Resolutions adopted by the Extraordinary General Meeting
Current report no. 18/2025 Dated September 6, 2025
The Board of Directors of Coal Energy S.A. (the "Company") hereby informs that the following resolutions were adopted at the Company's Extraordinary General Meeting of shareholders held on 5th September 2025.
1. Waiver of the report of the board of directors on the limitation or cancellation of preferential subscription rights of existing shareholders in connection with the issuance, within the limits of the authorized share capital (as set in the second resolution below), of bonds convertible into shares of the Company and/or warrants entitling their holders to subscribe for shares of the Company in the frame of the authorized share capital, as required by Article 420-26 (5) of the Luxembourg law of 10 August 1915 on commercial companies, as amended.
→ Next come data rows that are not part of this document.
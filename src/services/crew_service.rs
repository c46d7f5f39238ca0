use sea_orm::{ActiveModelTrait, EntityTrait, PaginatorTrait, QueryOrder, QuerySelect, Set};
use uuid::Uuid;

use crate::{
    audit,
    dto::{
        crews::{CreateCrewRequest, UpdateCrewRequest},
        required_text,
    },
    entity::crews::{ActiveModel, Column, Entity as Crews},
    error::{AppError, AppResult},
    middleware::auth::AuthUser,
    models::Crew,
    response::{ApiResponse, Meta},
    routes::params::Pagination,
    state::AppState,
};

pub async fn list_crews(
    state: &AppState,
    pagination: Pagination,
) -> AppResult<ApiResponse<Vec<Crew>>> {
    let (page, limit, offset) = pagination.normalize();
    let finder = Crews::find()
        .order_by_asc(Column::LastName)
        .order_by_asc(Column::FirstName);

    let total = finder.clone().count(&state.orm).await?;
    let items = finder
        .limit(limit as u64)
        .offset(offset as u64)
        .all(&state.orm)
        .await?
        .into_iter()
        .map(Crew::from)
        .collect();

    Ok(ApiResponse::success(
        "Crews",
        items,
        Some(Meta::paged(page, limit, total)),
    ))
}

pub async fn get_crew(state: &AppState, id: Uuid) -> AppResult<ApiResponse<Crew>> {
    let crew = Crews::find_by_id(id)
        .one(&state.orm)
        .await?
        .ok_or(AppError::NotFound)?;
    Ok(ApiResponse::success("Crew", crew.into(), None))
}

pub async fn create_crew(
    state: &AppState,
    user: &AuthUser,
    payload: CreateCrewRequest,
) -> AppResult<ApiResponse<Crew>> {
    let crew = ActiveModel {
        id: Set(Uuid::new_v4()),
        first_name: Set(required_text("first_name", &payload.first_name, 255)?),
        last_name: Set(required_text("last_name", &payload.last_name, 255)?),
    }
    .insert(&state.orm)
    .await?;

    audit::record(
        &state.pool,
        Some(user.user_id),
        "crew_create",
        "crews",
        serde_json::json!({ "crew_id": crew.id }),
    )
    .await;

    Ok(ApiResponse::success(
        "Crew created",
        crew.into(),
        Some(Meta::empty()),
    ))
}

pub async fn update_crew(
    state: &AppState,
    id: Uuid,
    payload: UpdateCrewRequest,
) -> AppResult<ApiResponse<Crew>> {
    let existing = Crews::find_by_id(id)
        .one(&state.orm)
        .await?
        .ok_or(AppError::NotFound)?;

    let mut active: ActiveModel = existing.into();
    if let Some(first_name) = payload.first_name {
        active.first_name = Set(required_text("first_name", &first_name, 255)?);
    }
    if let Some(last_name) = payload.last_name {
        active.last_name = Set(required_text("last_name", &last_name, 255)?);
    }

    let crew = active.update(&state.orm).await?;
    Ok(ApiResponse::success("Updated", crew.into(), Some(Meta::empty())))
}

pub async fn delete_crew(state: &AppState, user: &AuthUser, id: Uuid) -> AppResult<()> {
    let result = Crews::delete_by_id(id).exec(&state.orm).await?;
    if result.rows_affected == 0 {
        return Err(AppError::NotFound);
    }

    audit::record(
        &state.pool,
        Some(user.user_id),
        "crew_delete",
        "crews",
        serde_json::json!({ "crew_id": id }),
    )
    .await;
    Ok(())
}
2. Renewal of an authorized share capital of USD 900,000.00 (nine hundred thousand United States Dollars), by authorizing the board of directors of the Company to issue up to 90,000,000 (ninety million) new shares with a nominal value of one United States Dollar Cent (USD 0.01), in accordance with Article 420-22 of the Luxembourg law on commercial companies dated 10 August 1915, as amended, and to limit or cancel the preferential subscription rights of existing shareholders in connection with such issuances of shares within the limits of the authorized share capital. These authorizations will be limited to a period expiring five (5) years from the date of the publication of the present authorizations in the Luxembourg official gazette (Recueil Électronique des Sociétés et Associations – RESA).
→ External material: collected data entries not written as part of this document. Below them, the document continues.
use sea_orm::entity::prelude::*;
use sea_orm::{ActiveValue, Value};

use crate::booking::seat;

/// (flight_id, row, seat) is covered by the `tickets_flight_row_seat_key` unique index.
#[derive(Clone, Debug, PartialEq, DeriveEntityModel)]
#[sea_orm(table_name = "tickets")]
pub struct Model {
    #[sea_orm(primary_key, auto_increment = false)]
    pub id: Uuid,
    pub row: i32,
    pub seat: String,
    pub flight_id: Uuid,
    pub order_id: Uuid,
}

#[derive(Copy, Clone, Debug, EnumIter, DeriveRelation)]
pub enum Relation {
    #[sea_orm(
        belongs_to = "super::flights::Entity",
        from = "Column::FlightId",
        to = "super::flights::Column::Id",
        on_delete = "Cascade"
    )]
    Flights,
    #[sea_orm(
        belongs_to = "super::orders::Entity",
        from = "Column::OrderId",
        to = "super::orders::Column::Id",
        on_delete = "Cascade"
    )]
    Orders,
}

impl Related<super::flights::Entity> for Entity {
    fn to() -> RelationDef {
        Relation::Flights.def()
    }
}

impl Related<super::orders::Entity> for Entity {
    fn to() -> RelationDef {
        Relation::Orders.def()
    }
}

#[async_trait::async_trait]
impl ActiveModelBehavior for ActiveModel {
    /// Every insert or update is checked against the flight's airplane layout,
    /// whichever code path does the saving.
    async fn before_save<C>(self, db: &C, _insert: bool) -> Result<Self, DbErr>
    where
        C: ConnectionTrait,
    {
        let (Some(flight_id), Some(row), Some(seat_label)) = (
            value_of(&self.flight_id),
            value_of(&self.row),
            value_of(&self.seat),
        ) else {
            return Err(DbErr::Custom(
                "ticket requires a flight, a row and a seat".into(),
            ));
        };

        let airplane = super::flights::Entity::find_by_id(flight_id)
            .find_also_related(super::airplanes::Entity)
            .one(db)
            .await?
            .and_then(|(_, airplane)| airplane)
            .ok_or_else(|| DbErr::Custom(format!("flight {flight_id} does not exist")))?;

        seat::validate(&seat_label, row, airplane.seats_in_row, airplane.rows)
            .map_err(|err| DbErr::Custom(err.to_string()))?;

        Ok(self)
    }
}

fn value_of<V>(value: &ActiveValue<V>) -> Option<V>
where
    V: Clone + Into<Value>,
{
    match value {
        ActiveValue::Set(v) | ActiveValue::Unchanged(v) => Some(v.clone()),
        ActiveValue::NotSet => None,
    }
}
3. Approval of the amendment and restatement of articles 5.3 and 5.4 of the articles of association of the Company, relating to the authorized share capital, to reflect the renewal of the authorized share capital of the Company.
4. Authorization to the board of directors to take all necessary steps for the listing of the Company's shares on Warsaw Stock Exchange, in connection with the issuance of shares within the limits of the renewed authorized share capital, and for the registration of such shares with the relevant securities depositary and the completion of all related formalities and filings with competent authorities. This authorization will be limited to a period expiring five (5) years from the date of the publication of the present authorization in the Luxembourg official gazette (Recueil Électronique des Sociétés et Associations – RESA).
5. Authorization to the board of directors to issue, within the limits of the authorized capital, one or more tranches of (i) bonds convertible into shares of the Company and/or (ii) warrants (whether standalone or attached to such bonds) entitling their holders to subscribe for shares of the Company, under terms and conditions to be determined by the board of directors, and authorization to the board of directors to limit or cancel the preferential subscription rights of existing shareholders in connection with such issuances.